=== Begin Enclosure ===

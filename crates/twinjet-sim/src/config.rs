//! Physics constants for the engine model.

#[cfg(feature = "serde")]
use serde::{Deserialize, Serialize};

use crate::SimError;

/// Physics constants of the twin-engine model.
///
/// The formulas these feed are illustrative rather than certified; every
/// constant is exposed so tests and training scenarios can move the model to
/// its boundaries.
#[derive(Debug, Clone, PartialEq)]
#[cfg_attr(feature = "serde", derive(Serialize, Deserialize))]
#[cfg_attr(feature = "serde", serde(default))]
pub struct SimConfig {
    /// Rated maximum speed (the 100% reference) in RPM.
    pub rated_speed_rpm: f64,
    /// Ambient temperature in Celsius; exhaust temperature never decays below it.
    pub ambient_celsius: f64,
    /// Fuel quantity at simulator creation.
    pub initial_fuel: f64,
    /// Speed gain per second during the linear spool-up phase.
    pub spool_rate_rpm_per_sec: f64,
    /// Fuel flow gain per second during the linear spool-up phase.
    pub spool_fuel_rate: f64,
    /// Duration of the linear spool-up phase in seconds.
    pub linear_phase_secs: f64,
    /// Time offset of the logarithmic growth curve in seconds.
    pub log_phase_offset_secs: f64,
    /// Speed coefficient of the logarithmic growth curve.
    pub log_speed_gain: f64,
    /// Speed intercept of the logarithmic growth curve.
    pub log_speed_base: f64,
    /// Temperature coefficient of the logarithmic growth curve.
    pub log_temp_gain: f64,
    /// Fuel flow coefficient of the logarithmic growth curve.
    pub log_flow_gain: f64,
    /// Fuel flow intercept of the logarithmic growth curve.
    pub log_flow_base: f64,
    /// Fraction of rated speed at which STARTING hands over to RUNNING.
    pub running_fraction: f64,
    /// Half-width of the shared steady-state noise fraction.
    pub running_noise: f64,
    /// Smallest relative thrust step.
    pub thrust_step_min: f64,
    /// Largest relative thrust step.
    pub thrust_step_max: f64,
    /// Fuel flow change per thrust step.
    pub thrust_fuel_step: f64,
    /// Cap on the steady-state speed baseline as a fraction of rated speed.
    pub max_speed_fraction: f64,
    /// Per-second decay base used while stopping.
    pub decay_base: f64,
    /// Time after which a stopping engine is forced off, in seconds.
    pub stop_timeout_secs: f64,
    /// Latest spool-up time at which the growth curve must reach the running
    /// threshold, in seconds.
    pub start_timeout_secs: f64,
}

impl Default for SimConfig {
    fn default() -> Self {
        Self {
            rated_speed_rpm: 40_000.0,
            ambient_celsius: 20.0,
            initial_fuel: 20_000.0,
            spool_rate_rpm_per_sec: 10_000.0,
            spool_fuel_rate: 5.0,
            linear_phase_secs: 2.0,
            log_phase_offset_secs: 1.0,
            log_speed_gain: 23_000.0,
            log_speed_base: 20_000.0,
            log_temp_gain: 900.0,
            log_flow_gain: 42.0,
            log_flow_base: 10.0,
            running_fraction: 0.95,
            running_noise: 0.03,
            thrust_step_min: 0.03,
            thrust_step_max: 0.05,
            thrust_fuel_step: 1.0,
            max_speed_fraction: 1.25,
            decay_base: 0.6,
            stop_timeout_secs: 10.0,
            start_timeout_secs: 60.0,
        }
    }
}

impl SimConfig {
    /// Speed at which the engine is considered spooled up, in RPM.
    pub fn running_threshold_rpm(&self) -> f64 {
        self.running_fraction * self.rated_speed_rpm
    }

    /// Speed on the logarithmic growth curve `t` seconds into spool-up.
    pub fn log_curve_rpm(&self, t: f64) -> f64 {
        self.log_speed_gain * (t - self.log_phase_offset_secs).log10() + self.log_speed_base
    }

    /// Upper bound of the steady-state speed baseline, in RPM.
    pub fn max_speed_rpm(&self) -> f64 {
        self.max_speed_fraction * self.rated_speed_rpm
    }

    /// Validate every constant.
    ///
    /// # Errors
    ///
    /// Returns [`SimError::InvalidParameter`] naming the first field that is
    /// non-finite or outside its range.
    pub fn validate(&self) -> Result<(), SimError> {
        let fields = [
            ("rated_speed_rpm", self.rated_speed_rpm),
            ("ambient_celsius", self.ambient_celsius),
            ("initial_fuel", self.initial_fuel),
            ("spool_rate_rpm_per_sec", self.spool_rate_rpm_per_sec),
            ("spool_fuel_rate", self.spool_fuel_rate),
            ("linear_phase_secs", self.linear_phase_secs),
            ("log_phase_offset_secs", self.log_phase_offset_secs),
            ("log_speed_gain", self.log_speed_gain),
            ("log_speed_base", self.log_speed_base),
            ("log_temp_gain", self.log_temp_gain),
            ("log_flow_gain", self.log_flow_gain),
            ("log_flow_base", self.log_flow_base),
            ("running_fraction", self.running_fraction),
            ("running_noise", self.running_noise),
            ("thrust_step_min", self.thrust_step_min),
            ("thrust_step_max", self.thrust_step_max),
            ("thrust_fuel_step", self.thrust_fuel_step),
            ("max_speed_fraction", self.max_speed_fraction),
            ("decay_base", self.decay_base),
            ("stop_timeout_secs", self.stop_timeout_secs),
            ("start_timeout_secs", self.start_timeout_secs),
        ];
        if let Some(&(name, _)) = fields.iter().find(|(_, value)| !value.is_finite()) {
            return Err(SimError::invalid(name, "must be finite"));
        }

        if self.rated_speed_rpm <= 0.0 {
            return Err(SimError::invalid("rated_speed_rpm", "must be positive"));
        }
        if self.initial_fuel < 0.0 {
            return Err(SimError::invalid("initial_fuel", "cannot be negative"));
        }
        if self.spool_rate_rpm_per_sec <= 0.0 {
            return Err(SimError::invalid(
                "spool_rate_rpm_per_sec",
                "must be positive",
            ));
        }
        if self.spool_fuel_rate < 0.0 {
            return Err(SimError::invalid("spool_fuel_rate", "cannot be negative"));
        }
        if self.log_phase_offset_secs < 0.0 {
            return Err(SimError::invalid(
                "log_phase_offset_secs",
                "cannot be negative",
            ));
        }
        if self.linear_phase_secs <= self.log_phase_offset_secs {
            return Err(SimError::invalid(
                "linear_phase_secs",
                "must exceed log_phase_offset_secs",
            ));
        }
        if self.running_fraction <= 0.0 || self.running_fraction > 1.0 {
            return Err(SimError::invalid(
                "running_fraction",
                "must be in (0, 1]",
            ));
        }
        if self.log_speed_gain <= 0.0 {
            return Err(SimError::invalid("log_speed_gain", "must be positive"));
        }
        if self.start_timeout_secs <= self.linear_phase_secs {
            return Err(SimError::invalid(
                "start_timeout_secs",
                "must exceed linear_phase_secs",
            ));
        }
        // RUNNING is only entered from the growth curve, which rises with t.
        if self.log_curve_rpm(self.start_timeout_secs) < self.running_threshold_rpm() {
            return Err(SimError::invalid(
                "log_speed_gain",
                "growth curve does not reach the running threshold before start_timeout_secs",
            ));
        }
        if !(0.0..0.5).contains(&self.running_noise) {
            return Err(SimError::invalid("running_noise", "must be in [0, 0.5)"));
        }
        if self.thrust_step_min < 0.0 {
            return Err(SimError::invalid("thrust_step_min", "cannot be negative"));
        }
        if self.thrust_step_max < self.thrust_step_min || self.thrust_step_max >= 1.0 {
            return Err(SimError::invalid(
                "thrust_step_max",
                "must be in [thrust_step_min, 1)",
            ));
        }
        if self.thrust_fuel_step < 0.0 {
            return Err(SimError::invalid("thrust_fuel_step", "cannot be negative"));
        }
        if self.max_speed_fraction < self.running_fraction {
            return Err(SimError::invalid(
                "max_speed_fraction",
                "must be at least running_fraction",
            ));
        }
        if self.decay_base <= 0.0 || self.decay_base >= 1.0 {
            return Err(SimError::invalid("decay_base", "must be between 0 and 1"));
        }
        if self.stop_timeout_secs <= 0.0 {
            return Err(SimError::invalid("stop_timeout_secs", "must be positive"));
        }
        Ok(())
    }
}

=== End Enclosure ===

Brief: The lines needed are the ones from the first line of the entries through the line that contains "pub struct SimConfig", given again without any change.

Response for this exercise:
filename crates/twinjet-sim/src/config.rs
//! Physics constants for the engine model.

#[cfg(feature = "serde")]
use serde::{Deserialize, Serialize};

use crate::SimError;

/// Physics constants of the twin-engine model.
///
/// The formulas these feed are illustrative rather than certified; every
/// constant is exposed so tests and training scenarios can move the model to
/// its boundaries.
#[derive(Debug, Clone, PartialEq)]
#[cfg_attr(feature = "serde", derive(Serialize, Deserialize))]
#[cfg_attr(feature = "serde", serde(default))]
pub struct SimConfig {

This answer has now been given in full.